- Work order
Look through the material below and copy exactly the lines from the line with "fn try_from(value: String)" to the line with "pub fn criterion()", those two lines included.
*** Data supplied Section Begins ***
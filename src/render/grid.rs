// SPDX-FileCopyrightText: 2026 Bruno Meilick
// SPDX-License-Identifier: LicenseRef-Daybands-FreeUse-NoCopy-NoDerivatives
//
// All rights reserved.
//
// This file is part of Daybands and is proprietary software.
// Unauthorized copying, modification, or distribution is prohibited.

use std::fmt;

/// Half-open cell rectangle `[x0, x1) × [y0, y1)`.
#[derive(Debug, Clone, Copy, PartialEq, Eq)]
pub struct CellRect {
    pub x0: usize,
    pub y0: usize,
    pub x1: usize,
    pub y1: usize,
}

impl CellRect {
    pub fn width(&self) -> usize {
        self.x1.saturating_sub(self.x0)
    }

    fn is_empty(&self) -> bool {
        self.x1 <= self.x0 || self.y1 <= self.y0
    }

    /// Moves the rectangle right by `dx` columns.
    pub fn shifted(self, dx: usize) -> Self {
        Self { x0: self.x0 + dx, x1: self.x1 + dx, ..self }
    }
}

/// Character cells for one day row of the preview. Later paints cover earlier ones.
#[derive(Debug, Clone, PartialEq, Eq)]
pub struct CellGrid {
    columns: usize,
    rows: usize,
    cells: Vec<char>,
}

impl CellGrid {
    pub fn new(columns: usize, rows: usize) -> Result<Self, GridError> {
        let len = columns.checked_mul(rows).ok_or(GridError::TooLarge { columns, rows })?;
        Ok(Self { columns, rows, cells: vec![' '; len] })
    }

    pub fn columns(&self) -> usize {
        self.columns
    }

    pub fn rows(&self) -> usize {
        self.rows
    }

    pub fn cell(&self, x: usize, y: usize) -> Option<char> {
        (x < self.columns && y < self.rows).then(|| self.cells[y * self.columns + x])
    }

    /// Fills `rect` with `ch`. A rectangle reaching past the grid is rejected without painting.
    pub fn paint(&mut self, rect: CellRect, ch: char) -> Result<(), GridError> {
        if rect.is_empty() {
            return Ok(());
        }
        if rect.x1 > self.columns || rect.y1 > self.rows {
            return Err(GridError::OutsideGrid { rect, columns: self.columns, rows: self.rows });
        }

        for y in rect.y0..rect.y1 {
            let row = y * self.columns;
            self.cells[row + rect.x0..row + rect.x1].fill(ch);
        }
        Ok(())
    }

    /// Writes `text` at `(x, y)` in at most `width` cells, ending in `…` when it does not fit.
    /// Cells past the right edge are dropped.
    pub fn label(&mut self, x: usize, y: usize, text: &str, width: usize) -> Result<(), GridError> {
        if y >= self.rows {
            let rect = CellRect { x0: x, y0: y, x1: x + 1, y1: y + 1 };
            return Err(GridError::OutsideGrid { rect, columns: self.columns, rows: self.rows });
        }

        let fitted = fit_label(text, width);
        let row = y * self.columns;
        for (x, ch) in (x..self.columns).zip(fitted) {
            self.cells[row + x] = ch;
        }
        Ok(())
    }

    /// One string per grid row, trailing blanks removed.
    pub fn into_lines(self) -> Vec<String> {
        if self.columns == 0 {
            return vec![String::new(); self.rows];
        }
        self.cells
            .chunks(self.columns)
            .map(|row| row.iter().collect::<String>().trim_end_matches(' ').to_owned())
            .collect()
    }
}

fn fit_label(text: &str, width: usize) -> impl Iterator<Item = char> + '_ {
    let len = text.chars().count();
    let (keep, ellipsis) =
        if len <= width { (len, false) } else { (width.saturating_sub(1), width > 0) };
    text.chars().take(keep).chain(ellipsis.then_some('…'))
}

#[derive(Debug, Clone, PartialEq, Eq)]
pub enum GridError {
    TooLarge { columns: usize, rows: usize },
    OutsideGrid { rect: CellRect, columns: usize, rows: usize },
}

impl fmt::Display for GridError {
    fn fmt(&self, f: &mut fmt::Formatter<'_>) -> fmt::Result {
        match self {
            Self::TooLarge { columns, rows } => {
                write!(f, "grid of {columns}x{rows} cells is too large")
            }
            Self::OutsideGrid { rect, columns, rows } => write!(
                f,
                "cells [{}, {})x[{}, {}) fall outside the {columns}x{rows} grid",
                rect.x0, rect.x1, rect.y0, rect.y1
            ),
        }
    }
}

impl std::error::Error for GridError {}
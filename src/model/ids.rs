// SPDX-FileCopyrightText: 2026 Bruno Meilick
// SPDX-License-Identifier: LicenseRef-Daybands-FreeUse-NoCopy-NoDerivatives
//
// All rights reserved.
//
// This file is part of Daybands and is proprietary software.
// Unauthorized copying, modification, or distribution is prohibited.

use std::fmt;

use serde::{Deserialize, Serialize};
use smol_str::SmolStr;

/// Names one row of the timeline.
///
/// No particular date format is enforced; callers usually pass an ISO date (`2026-01-05`). The
/// value must be non-empty and free of whitespace so it can appear verbatim in logs and in the
/// text preview's row gutter.
#[derive(Debug, Clone, PartialEq, Eq, Hash, PartialOrd, Ord, Serialize, Deserialize)]
#[serde(try_from = "String", into = "String")]
pub struct DayId(SmolStr);

impl DayId {
    pub fn new(value: impl AsRef<str>) -> Result<Self, IdError> {
        let value = value.as_ref();
        if value.is_empty() {
            return Err(IdError::Empty);
        }
        if let Some(found) = value.chars().find(|ch| ch.is_whitespace()) {
            return Err(IdError::Whitespace { found });
        }
        Ok(Self(SmolStr::new(value)))
    }

    pub fn as_str(&self) -> &str {
        &self.0
    }
}

impl fmt::Display for DayId {
    fn fmt(&self, f: &mut fmt::Formatter<'_>) -> fmt::Result {
        f.write_str(&self.0)
    }
}

impl TryFrom<String> for DayId {
    type Error = IdError;

    fn try_from(value: String) -> Result<Self, Self::Error> {
        Self::new(value)
    }
}

impl From<DayId> for String {
    fn from(id: DayId) -> Self {
        id.0.into()
    }
}

#[derive(Debug, Clone, PartialEq, Eq)]
pub enum IdError {
    Empty,
    Whitespace { found: char },
}

impl fmt::Display for IdError {
    fn fmt(&self, f: &mut fmt::Formatter<'_>) -> fmt::Result {
        match self {
            Self::Empty => f.write_str("day id must not be empty"),
            Self::Whitespace { found } => {
                write!(f, "day id must not contain whitespace (found {found:?})")
            }
        }
    }
}

impl std::error::Error for IdError {}
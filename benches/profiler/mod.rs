// SPDX-FileCopyrightText: 2026 Bruno Meilick
// SPDX-License-Identifier: LicenseRef-Daybands-FreeUse-NoCopy-NoDerivatives
//
// All rights reserved.
//
// This file is part of Daybands and is proprietary software.
// Unauthorized copying, modification, or distribution is prohibited.

use std::str::FromStr;
use std::time::Duration;

use criterion::Criterion;

use pprof::criterion::{Output, PProfProfiler};

/// Reads a `DAYBANDS_BENCH_*` override, falling back to `default` when unset or unparsable.
fn knob<T: FromStr + PartialOrd>(name: &str, default: T, min: T, max: T) -> T {
    let value = std::env::var(format!("DAYBANDS_BENCH_{name}"))
        .ok()
        .and_then(|raw| raw.trim().parse::<T>().ok())
        .unwrap_or(default);
    if value < min {
        min
    } else if value > max {
        max
    } else {
        value
    }
}

/// Criterion tuned for the layout benches, with a flamegraph per bench when run with
/// `--profile-time`.
pub fn criterion() -> Criterion {
    let frequency = knob("PROFILE_FREQ", 250i32, 1, 1000);
    let sample_size = knob("SAMPLES", 50usize, 10, 200);
    let warmup = knob("WARMUP_SECS", 2u64, 1, 60);
    let measurement = knob("MEASUREMENT_SECS", 4u64, 1, 120);

    Criterion::default()
        .sample_size(sample_size)
        .warm_up_time(Duration::from_secs(warmup))
        .measurement_time(Duration::from_secs(measurement))
        .with_profiler(PProfProfiler::new(frequency, Output::Flamegraph(None)))
}
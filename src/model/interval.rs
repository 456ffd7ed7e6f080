// SPDX-FileCopyrightText: 2026 Bruno Meilick
// SPDX-License-Identifier: LicenseRef-Daybands-FreeUse-NoCopy-NoDerivatives
//
// All rights reserved.
//
// This file is part of Daybands and is proprietary software.
// Unauthorized copying, modification, or distribution is prohibited.

use std::fmt;

use smol_str::SmolStr;

use super::time::{Minutes, MIN_INTERVAL_WIDTH};

/// A labelled half-open time block `[start, end)` on the normalized timeline.
///
/// Intervals are caller-owned input. Layout results are returned as separate records indexed by
/// the interval's position in its day, so nothing here is ever rewritten by the engine.
///
/// Zero-length intervals (`start == end`) are accepted but their overlap classification is not
/// meaningful; upstream producers are expected to widen them (see [`Interval::point`]).
#[derive(Debug, Clone, PartialEq, Eq, Hash)]
pub struct Interval {
    start: Minutes,
    end: Minutes,
    label: SmolStr,
}

impl Interval {
    pub fn new(
        start: Minutes,
        end: Minutes,
        label: impl Into<SmolStr>,
    ) -> Result<Self, IntervalError> {
        if end < start {
            return Err(IntervalError::Inverted { start, end });
        }
        if end.checked_sub(start).is_none() {
            return Err(IntervalError::Overflow { start });
        }
        Ok(Self { start, end, label: label.into() })
    }

    /// An entry that only names its start time, widened to the minimum block width.
    pub fn point(start: Minutes, label: impl Into<SmolStr>) -> Result<Self, IntervalError> {
        let end = start.checked_add(MIN_INTERVAL_WIDTH).ok_or(IntervalError::Overflow { start })?;
        Self::new(start, end, label)
    }

    pub fn start(&self) -> Minutes {
        self.start
    }

    pub fn end(&self) -> Minutes {
        self.end
    }

    pub fn label(&self) -> &str {
        &self.label
    }

    pub fn duration(&self) -> Minutes {
        self.end - self.start
    }

    /// True when the two blocks share at least one instant. Touching endpoints do not overlap.
    pub fn overlaps(&self, other: &Interval) -> bool {
        self.start < other.end && self.end > other.start
    }
}

#[derive(Debug, Clone, PartialEq, Eq)]
pub enum IntervalError {
    Inverted { start: Minutes, end: Minutes },
    /// The end or the duration does not fit in [`Minutes`].
    Overflow { start: Minutes },
}

impl fmt::Display for IntervalError {
    fn fmt(&self, f: &mut fmt::Formatter<'_>) -> fmt::Result {
        match self {
            Self::Inverted { start, end } => {
                write!(f, "interval ends at {end} before it starts at {start}")
            }
            Self::Overflow { start } => {
                write!(f, "interval starting at {start} leaves the minute range")
            }
        }
    }
}

impl std::error::Error for IntervalError {}

#[cfg(test)]
mod tests {
    use super::{Interval, IntervalError};

    #[test]
    fn new_rejects_inverted_bounds() {
        assert_eq!(
            Interval::new(60, 30, "x").unwrap_err(),
            IntervalError::Inverted { start: 60, end: 30 }
        );
    }

    #[test]
    fn point_uses_minimum_width() {
        let interval = Interval::point(600, "call").expect("interval");
        assert_eq!((interval.start(), interval.end()), (600, 610));
        assert_eq!(interval.label(), "call");
    }

    #[test]
    fn bounds_past_the_minute_range_are_rejected() {
        assert_eq!(
            Interval::point(i32::MAX, "late").unwrap_err(),
            IntervalError::Overflow { start: i32::MAX }
        );
        assert_eq!(
            Interval::new(i32::MIN, i32::MAX, "all").unwrap_err(),
            IntervalError::Overflow { start: i32::MIN }
        );
        let widest = Interval::new(0, i32::MAX, "wide").expect("interval");
        assert_eq!(widest.duration(), i32::MAX);
    }

    #[test]
    fn overlaps_excludes_touching_endpoints() {
        let a = Interval::new(0, 60, "a").expect("interval");
        let b = Interval::new(60, 90, "b").expect("interval");
        let c = Interval::new(59, 61, "c").expect("interval");
        assert!(!a.overlaps(&b));
        assert!(a.overlaps(&c));
        assert!(c.overlaps(&b));
    }
}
*** Data supplied Section Ends ***
- Response below
    fn try_from(value: String) -> Result<Self, Self::Error> {
        Self::new(value)
    }
}

impl From<DayId> for String {
    fn from(id: DayId) -> Self {
        id.0.into()
    }
}

#[derive(Debug, Clone, PartialEq, Eq)]
pub enum IdError {
    Empty,
    Whitespace { found: char },
}

impl fmt::Display for IdError {
    fn fmt(&self, f: &mut fmt::Formatter<'_>) -> fmt::Result {
        match self {
            Self::Empty => f.write_str("day id must not be empty"),
            Self::Whitespace { found } => {
                write!(f, "day id must not contain whitespace (found {found:?})")
            }
        }
    }
}

impl std::error::Error for IdError {}
filename benches/profiler/mod.rs
// SPDX-FileCopyrightText: 2026 Bruno Meilick
// SPDX-License-Identifier: LicenseRef-Daybands-FreeUse-NoCopy-NoDerivatives
//
// All rights reserved.
//
// This file is part of Daybands and is proprietary software.
// Unauthorized copying, modification, or distribution is prohibited.

use std::str::FromStr;
use std::time::Duration;

use criterion::Criterion;

use pprof::criterion::{Output, PProfProfiler};

/// Reads a `DAYBANDS_BENCH_*` override, falling back to `default` when unset or unparsable.
fn knob<T: FromStr + PartialOrd>(name: &str, default: T, min: T, max: T) -> T {
    let value = std::env::var(format!("DAYBANDS_BENCH_{name}"))
        .ok()
        .and_then(|raw| raw.trim().parse::<T>().ok())
        .unwrap_or(default);
    if value < min {
        min
    } else if value > max {
        max
    } else {
        value
    }
}

/// Criterion tuned for the layout benches, with a flamegraph per bench when run with
/// `--profile-time`.
pub fn criterion() -> Criterion {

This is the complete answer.